La ragazza del toast!

Io lo sapevo e, inoltre, NON si può andare contro la parola di un SIGNORE di nome Steven Patrick Morrissey.
Nonostante avessi un’ansia incredibile, la stessa che mi venne solo ad un altro concerto, quello degli Interpol a Ferrara, sapevo che i Courteeners non mi avrebbero delusa.
Si arriva alle 15 a Madonna dell’ Albero, dove sta il Bronson, con Meme e Dimi, giusto per cazzeggiare un po’ e iniziare a scaricare l’ansia con qualche litro di birra, non è che alle 15 posso scolarmi vodka\gin “lemon”.
Si arriva e 3 componenti su 4, manca Liam ovviamente, sono nel bar di fianco al Bronson per fare aperitivo: inizialmente la paura ad avvicinarmi è non alta, di più.
Intanto, mentre prendo la prima birra di una lunga serie al bar, incontro un ragazzo inglese disperato che vuole un toast e vorrebbe dire alla proprietaria se il toast si può tostare: quando bevo un pochetto capisco meglio l’inglese e lo so parlare in maniera più decente, quindi capisco quello che il ragazzo vorrebbe dire alla proprietaria e riesce a conquistare il suo toast.
Scoprirò dopo che ‘sto ragazzino è il tizio del merchandise.
Birra numero due e voglia di avvicinarmi ai 3 componenti della band su 4 è alta, ma so di essere una rompicoglioni pesante e quindi evito di avvicinarmi: solo dopo la terza birra riuscirò a parlare con Daniel (chitarra), non era al tavolo con gli amichetti in quell’istante, che ci guiderà, noi poveri tre disperati, verso il tavolo dove ci sono gli altri, Michael (batteria) e Mark (basso).
“Please, join us!”.
Mark proprio questo doveva dire.
Beh insomma: questi Courteeners, dalle 16.30 alle 18.40, più che dei musicisti mi sono sembrati dei compagni di corso del DAMS: “Studi?” “Sì, musica a Bologna. Una sottospecie di Performing Arts ma indietro anni luce dato che siamo in Italia” “Pure io studio Musica (a Manchester), a che anno sei?” “Secondo”.
Intanto aperitiviggiamo con loro che ci lasciano alle 18.40 per il soundcheck.
No. Questi qui non fanno parte di una band, sono amici di università.
Ok basta.
Il resto sono partite a ping pong e altra birra, fino alle 21.45 quando aprono il bronson e non c’è NESSUNO.
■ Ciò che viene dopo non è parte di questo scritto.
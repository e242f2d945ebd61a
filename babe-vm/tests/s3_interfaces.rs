//! S3: interface dispatch via `invokeinterface`, both the success path
//! (a class that actually implements the interface) and the failure path
//! (`IncompatibleClassChangeError` when the receiver's actual class does
//! not implement the resolved interface, per `interp::invoke_interface`'s
//! `is_assignable_from` check).

mod common;

use common::{flags, read_static_int, ClassBuilder, CodeSpec};

#[test]
fn invokeinterface_dispatches_and_rejects_non_implementors() {
    let dir = common::classpath_dir("s3");
    common::write_bootstrap_classes(&dir);

    // interface Greeter { int greet(); }
    let mut greeter = ClassBuilder::new("Greeter", Some("java/lang/Object"));
    greeter.set_access_flags(flags::ACC_PUBLIC | flags::ACC_INTERFACE | flags::ACC_ABSTRACT);
    greeter.add_method(flags::ACC_PUBLIC | flags::ACC_ABSTRACT, "greet", "()I", None);
    std::fs::write(dir.join("Greeter.class"), greeter.build()).unwrap();

    // class Impl implements Greeter { public int greet() { return 42; } }
    let mut imp = ClassBuilder::new("Impl", Some("java/lang/Object"));
    imp.add_interface("Greeter");
    let imp_super_init = imp.cp.methodref("java/lang/Object", "<init>", "()V");
    let mut imp_init = vec![0x2a, 0xb7];
    imp_init.extend_from_slice(&imp_super_init.to_be_bytes());
    imp_init.push(0xb1);
    imp.add_method(flags::ACC_PUBLIC, "<init>", "()V", Some(CodeSpec { max_stack: 1, max_locals: 1, bytes: imp_init, exceptions: vec![] }));
    imp.add_method(
        flags::ACC_PUBLIC,
        "greet",
        "()I",
        Some(CodeSpec { max_stack: 1, max_locals: 1, bytes: vec![0x10, 42, 0xac], exceptions: vec![] }),
    );
    std::fs::write(dir.join("Impl.class"), imp.build()).unwrap();

    // class NotImpl { public NotImpl() { super(); } } -- does not implement Greeter
    let mut not_impl = ClassBuilder::new("NotImpl", Some("java/lang/Object"));
    let not_impl_super_init = not_impl.cp.methodref("java/lang/Object", "<init>", "()V");
    let mut not_impl_init = vec![0x2a, 0xb7];
    not_impl_init.extend_from_slice(&not_impl_super_init.to_be_bytes());
    not_impl_init.push(0xb1);
    not_impl.add_method(
        flags::ACC_PUBLIC,
        "<init>",
        "()V",
        Some(CodeSpec { max_stack: 1, max_locals: 1, bytes: not_impl_init, exceptions: vec![] }),
    );
    std::fs::write(dir.join("NotImpl.class"), not_impl.build()).unwrap();

    // class Iface {
    //   static int okResult;
    //   static int caught;
    //   static void main(String[] args) {
    //     okResult = new Impl().greet();
    //     NotImpl n = new NotImpl();
    //     try {
    //       n.greet();          // Greeter.greet()I, resolved symbolically against Greeter
    //     } catch (IncompatibleClassChangeError e) {
    //       caught = 1;
    //     }
    //   }
    // }
    let mut iface = ClassBuilder::new("Iface", Some("java/lang/Object"));
    iface.add_field(flags::ACC_PUBLIC | flags::ACC_STATIC, "okResult", "I");
    iface.add_field(flags::ACC_PUBLIC | flags::ACC_STATIC, "caught", "I");

    let new_impl = iface.cp.class("Impl");
    let impl_ctor = iface.cp.methodref("Impl", "<init>", "()V");
    let greet_ref = iface.cp.interface_methodref("Greeter", "greet", "()I");
    let ok_result_ref = iface.cp.fieldref("Iface", "okResult", "I");
    let new_not_impl = iface.cp.class("NotImpl");
    let not_impl_ctor = iface.cp.methodref("NotImpl", "<init>", "()V");
    let caught_ref = iface.cp.fieldref("Iface", "caught", "I");

    let mut code = vec![0xbb];
    code.extend_from_slice(&new_impl.to_be_bytes());
    code.push(0x59);
    code.push(0xb7);
    code.extend_from_slice(&impl_ctor.to_be_bytes());
    code.push(0xb9);
    code.extend_from_slice(&greet_ref.to_be_bytes());
    code.push(1);
    code.push(0);
    code.push(0xb3);
    code.extend_from_slice(&ok_result_ref.to_be_bytes());
    code.push(0xbb);
    code.extend_from_slice(&new_not_impl.to_be_bytes());
    code.push(0x59);
    code.push(0xb7);
    code.extend_from_slice(&not_impl_ctor.to_be_bytes());
    code.push(0x4c); // astore_1
    let try_start = code.len() as u16;
    code.push(0x2b); // aload_1
    code.push(0xb9);
    code.extend_from_slice(&greet_ref.to_be_bytes());
    code.push(1);
    code.push(0);
    code.push(0x57); // pop
    let try_end = code.len() as u16;
    let goto_at = code.len();
    code.push(0xa7);
    code.extend_from_slice(&0i16.to_be_bytes()); // patched below
    let handler_pc = code.len() as u16;
    code.push(0x57); // pop the exception
    code.push(0x04); // iconst_1
    code.push(0xb3);
    code.extend_from_slice(&caught_ref.to_be_bytes());
    let end_pc = code.len() as u16;
    code.push(0xb1); // return
    let goto_offset = (end_pc as i32 - goto_at as i32) as i16;
    code[goto_at + 1..goto_at + 3].copy_from_slice(&goto_offset.to_be_bytes());

    iface.add_method(
        flags::ACC_PUBLIC | flags::ACC_STATIC,
        "main",
        "([Ljava/lang/String;)V",
        Some(CodeSpec {
            max_stack: 2,
            max_locals: 2,
            bytes: code,
            exceptions: vec![(try_start, try_end, handler_pc, Some("java/lang/IncompatibleClassChangeError".to_string()))],
        }),
    );
    std::fs::write(dir.join("Iface.class"), iface.build()).unwrap();

    let vm = common::boot_vm(&dir, "Iface");
    babe_vm::interp::run(&vm).expect("program runs to completion");

    assert_eq!(read_static_int(&vm, b"Iface", b"okResult"), 42);
    assert_eq!(read_static_int(&vm, b"Iface", b"caught"), 1, "a non-implementing receiver must raise IncompatibleClassChangeError");
}
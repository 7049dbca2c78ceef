//! Wire types of the FOSSology v2 REST API.

use serde::{Deserialize, Serialize};
use serde_json::Value;

/// Generic answer of the upload, job and report endpoints.
///
/// `message` carries the created id: a bare number for uploads and jobs, a
/// URL ending in the id for report generation. Older servers send numbers as
/// strings, so the raw JSON value is kept.
#[derive(Debug, Clone, Deserialize)]
pub struct FossologyResponse {
    pub code: u16,
    #[serde(default)]
    pub message: Value,
    #[serde(rename = "type", default)]
    pub kind: String,
}

impl FossologyResponse {
    pub fn is_success(&self) -> bool {
        (200..300).contains(&self.code)
    }

    pub fn message_text(&self) -> String {
        match &self.message {
            Value::String(s) => s.clone(),
            Value::Null => String::new(),
            other => other.to_string(),
        }
    }

    /// Message as a numeric id.
    pub fn message_id(&self) -> Option<u32> {
        self.message_text().trim().parse().ok()
    }

    /// Last path segment of a URL-shaped message as a numeric id.
    pub fn trailing_id(&self) -> Option<u32> {
        let text = self.message_text();
        text.rsplit('/').next()?.trim().parse().ok()
    }
}

#[derive(Debug, Clone, Serialize)]
pub struct Analysis {
    pub bucket: bool,
    pub copyright_email_author: bool,
    pub ecc: bool,
    pub keyword: bool,
    pub mime: bool,
    pub monk: bool,
    pub nomos: bool,
    pub ojo: bool,
    pub package: bool,
}

#[derive(Debug, Clone, Serialize)]
pub struct Decider {
    pub nomos_monk: bool,
    pub bulk_reused: bool,
    pub new_scanner: bool,
}

#[derive(Debug, Clone, Serialize)]
pub struct Reuse {
    pub reuse_upload: u32,
    pub reuse_group: u32,
    pub reuse_main: bool,
    pub reuse_enhanced: bool,
}

/// Body of `POST jobs`. The scanner selection is fixed.
#[derive(Debug, Clone, Serialize)]
pub struct ScanJobRequest {
    pub analysis: Analysis,
    pub decider: Decider,
    pub reuse: Reuse,
}

impl Default for ScanJobRequest {
    fn default() -> Self {
        Self {
            analysis: Analysis {
                bucket: true,
                copyright_email_author: true,
                ecc: true,
                keyword: true,
                mime: true,
                monk: true,
                nomos: true,
                ojo: true,
                package: true,
            },
            decider: Decider {
                nomos_monk: true,
                bulk_reused: true,
                new_scanner: true,
            },
            reuse: Reuse {
                reuse_upload: 0,
                reuse_group: 0,
                reuse_main: true,
                reuse_enhanced: true,
            },
        }
    }
}

/// First string value stored under `key` anywhere in `value`, depth first.
pub fn find_text(value: &Value, key: &str) -> Option<String> {
    match value {
        Value::Object(map) => {
            if let Some(found) = map.get(key) {
                return match found {
                    Value::String(s) => Some(s.clone()),
                    Value::Null => None,
                    other => Some(other.to_string()),
                };
            }
            map.values().find_map(|v| find_text(v, key))
        }
        Value::Array(items) => items.iter().find_map(|v| find_text(v, key)),
        _ => None,
    }
}
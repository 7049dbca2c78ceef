//! Send-to-scanning and status refresh for releases.
//!
//! A release is uploaded to the scanning host at most once. Every further
//! clearing team either already sees that upload, in which case its status is
//! copied in, or gets the upload duplicated into its group. Only when every
//! team rejected the upload is the link dropped and a fresh upload started.
//!
//! A failed send writes nothing back to the store. A refresh that observed an
//! error status returns the updated release but does not persist it.

use std::collections::BTreeSet;
use std::sync::Arc;

use futures::future::join_all;
use tracing::{error, info, warn};

use crate::fossology::error::OrchestratorError;
use crate::fossology::protocol::is_valid_team;
use crate::fossology::store::{AttachmentSource, ReleaseStore};
use crate::fossology::transport::ScanTransport;
use crate::fossology::types::{Attachment, ExternalStatus, Release, RemoteUpload};

pub struct UploadOrchestrator {
    store: Arc<dyn ReleaseStore>,
    attachments: Arc<dyn AttachmentSource>,
    transport: Arc<dyn ScanTransport>,
}

impl UploadOrchestrator {
    pub fn new(
        store: Arc<dyn ReleaseStore>,
        attachments: Arc<dyn AttachmentSource>,
        transport: Arc<dyn ScanTransport>,
    ) -> Self {
        Self {
            store,
            attachments,
            transport,
        }
    }

    /// Make the release's source attachment scannable for `team`.
    ///
    /// Returns `Ok(false)` when the scanning host could not be reached or
    /// refused the request; the stored release is then left untouched.
    pub async fn send_to_scanning(
        &self,
        release_id: &str,
        team: &str,
    ) -> Result<bool, OrchestratorError> {
        if !is_valid_team(team) {
            return Err(OrchestratorError::InvalidTeam(team.to_string()));
        }
        let mut release = self.load(release_id).await?;

        if release.all_rejected() {
            info!(
                "Every team rejected upload of release {}, starting over",
                release.id
            );
            release.upload = None;
            release.team_status.clear();
        }

        let attachment = sole_source_attachment(&release)?;

        let sent = match release.upload.as_ref().map(|u| u.upload_id) {
            None => self.upload_new(&mut release, &attachment, team).await?,
            Some(upload_id) => self.share_existing(&mut release, upload_id, team).await?,
        };
        if !sent {
            return Ok(false);
        }

        release.advance_clearing_state();
        self.store.save(&release).await?;
        Ok(true)
    }

    /// Query the scanning host for every known team plus `team`.
    pub async fn refresh_status(
        &self,
        release_id: &str,
        team: &str,
    ) -> Result<Release, OrchestratorError> {
        if !is_valid_team(team) {
            return Err(OrchestratorError::InvalidTeam(team.to_string()));
        }
        let mut release = self.load(release_id).await?;

        let Some(upload_id) = release.upload.as_ref().map(|u| u.upload_id) else {
            return Ok(release);
        };

        let mut teams: BTreeSet<String> = release.team_status.keys().cloned().collect();
        teams.insert(team.to_string());

        let queries = teams
            .iter()
            .map(|t| self.transport.status(upload_id, t.as_str()));
        let statuses = join_all(queries).await;

        let mut persist = true;
        for (team, status) in teams.into_iter().zip(statuses) {
            let status = status?;
            if status.is_error() {
                warn!(
                    "Status of upload {} for {} is {}, release {} will not be stored",
                    upload_id, team, status, release.id
                );
                persist = false;
            }
            release.team_status.insert(team, status);
        }

        release.advance_clearing_state();
        if persist {
            self.store.save(&release).await?;
        }
        Ok(release)
    }

    async fn load(&self, release_id: &str) -> Result<Release, OrchestratorError> {
        self.store
            .load(release_id)
            .await?
            .ok_or_else(|| OrchestratorError::ReleaseNotFound(release_id.to_string()))
    }

    async fn upload_new(
        &self,
        release: &mut Release,
        attachment: &Attachment,
        team: &str,
    ) -> Result<bool, OrchestratorError> {
        let content = self.attachments.open(release, attachment).await?;
        let upload_id = self
            .transport
            .upload(&attachment.id, team, &attachment.filename, content)
            .await?;

        let upload_id = match upload_id {
            Some(id) if id > 0 => id,
            _ => {
                error!(
                    "Upload of {} for release {} failed",
                    attachment.filename, release.id
                );
                return Ok(false);
            }
        };

        info!(
            "Release {} uploaded as {} for {}",
            release.id, upload_id, team
        );
        release.upload = Some(RemoteUpload::new(upload_id, attachment));
        release
            .team_status
            .insert(team.to_string(), ExternalStatus::Sent);
        Ok(true)
    }

    async fn share_existing(
        &self,
        release: &mut Release,
        upload_id: u32,
        team: &str,
    ) -> Result<bool, OrchestratorError> {
        let status = self.transport.status(upload_id, team).await?;

        // A rejecting team still sees the upload.
        if status.is_visible() || status == ExternalStatus::Rejected {
            info!(
                "Upload {} is already visible to {} ({})",
                upload_id, team, status
            );
            release.team_status.insert(team.to_string(), status);
            return Ok(true);
        }

        if status != ExternalStatus::Inaccessible {
            error!(
                "Cannot tell whether upload {} of release {} is visible to {}: {}",
                upload_id, release.id, team, status
            );
            return Ok(false);
        }

        if !self.transport.duplicate(upload_id, team).await? {
            error!("Duplicating upload {} for {} failed", upload_id, team);
            return Ok(false);
        }

        info!("Duplicated upload {} for {}", upload_id, team);
        release
            .team_status
            .insert(team.to_string(), ExternalStatus::Sent);
        Ok(true)
    }
}

fn sole_source_attachment(release: &Release) -> Result<Attachment, OrchestratorError> {
    match release.source_attachments().as_slice() {
        [attachment] => Ok((*attachment).clone()),
        sources => {
            error!(
                "Release {} has {} source attachments",
                release.id,
                sources.len()
            );
            Err(OrchestratorError::SourceAttachmentCount {
                release: release.id.clone(),
                count: sources.len(),
            })
        }
    }
}
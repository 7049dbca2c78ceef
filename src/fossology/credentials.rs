//! Private key registry shared by every session of a pool.
//!
//! The registry sits behind a single async mutex. Holding the guard is what
//! serializes cold session creation in [`crate::fossology::pool::SessionPool`].

use std::path::{Path, PathBuf};
use std::sync::Arc;

use russh::keys;
use tokio::sync::{Mutex, MutexGuard};
use tracing::debug;

use crate::fossology::error::SessionError;

/// Identity used to authenticate against the scanning host.
pub struct IdentityRegistry {
    key_path: PathBuf,
    passphrase: Option<String>,
    identity: Option<Arc<keys::PrivateKey>>,
}

impl IdentityRegistry {
    /// Private key of the registered identity, loaded on first use.
    pub fn identity(&mut self) -> Result<Arc<keys::PrivateKey>, SessionError> {
        if let Some(identity) = &self.identity {
            return Ok(identity.clone());
        }

        let key = keys::load_secret_key(&self.key_path, self.passphrase.as_deref()).map_err(
            |e| SessionError::Credentials {
                path: self.key_path.display().to_string(),
                reason: e.to_string(),
            },
        )?;
        debug!("Loaded private key from {:?}", self.key_path);

        let key = Arc::new(key);
        self.identity = Some(key.clone());
        Ok(key)
    }

    pub fn is_loaded(&self) -> bool {
        self.identity.is_some()
    }

    pub fn key_path(&self) -> &Path {
        &self.key_path
    }
}

/// Mutex-guarded [`IdentityRegistry`].
pub struct CredentialStore {
    registry: Mutex<IdentityRegistry>,
}

impl CredentialStore {
    pub fn new(key_path: impl Into<PathBuf>, passphrase: Option<String>) -> Self {
        Self {
            registry: Mutex::new(IdentityRegistry {
                key_path: key_path.into(),
                passphrase,
                identity: None,
            }),
        }
    }

    /// Load the private key now instead of on the first connection.
    pub async fn preload(&self) -> Result<(), SessionError> {
        self.registry.lock().await.identity().map(|_| ())
    }

    pub async fn lock(&self) -> MutexGuard<'_, IdentityRegistry> {
        self.registry.lock().await
    }
}

#[cfg(test)]
mod tests {
    use super::*;

    #[tokio::test]
    async fn test_missing_key_file_is_credential_error() {
        let store = CredentialStore::new("/nonexistent/fossology/id_rsa", None);
        let err = store.preload().await.unwrap_err();
        assert!(matches!(err, SessionError::Credentials { .. }));
        assert!(!err.is_retryable());
        assert!(!store.lock().await.is_loaded());
    }

    #[tokio::test]
    async fn test_registry_exposes_key_path() {
        let store = CredentialStore::new("/keys/id_ed25519", None);
        assert_eq!(
            store.lock().await.key_path(),
            Path::new("/keys/id_ed25519")
        );
    }
}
Mi avvicino al merchandise e: “Oh my god! You’re the girl who has helped me this afternoon!”. Per il tizio del merchandise sono la ragazza del toast.
I Courteeners inizieranno a suonare alle 23, ma del concerto non dico nulla dato che devo scrivere poi per radionation, e finiranno un’ora e un quarto dopo.
Quello che succede dopo si chiama delirio e le TANTE figure di merda sono frutto dei litri di birra bevuti in un certo periodo di tempo.
Un ragazzo si avvicina e chiede se restiamo in zona per un set acustico. Non capisco nulla e gli caccio prima un “No, sorry”..poi “What?!?!?! Fuck! Yeah!”.
Si vede un ragazzo alto, con pantaloni super aderenti, Brandon Flowers se vedesse Liam Fray con pantaloni aderenti si sentirebbe a disagio, e con chitarra acustica: “You’re Peter Doherty…with this hat…but with a better voice”. Liam inizia a suonicchiare allegramente, e con tanta vodka lemon per il corpo.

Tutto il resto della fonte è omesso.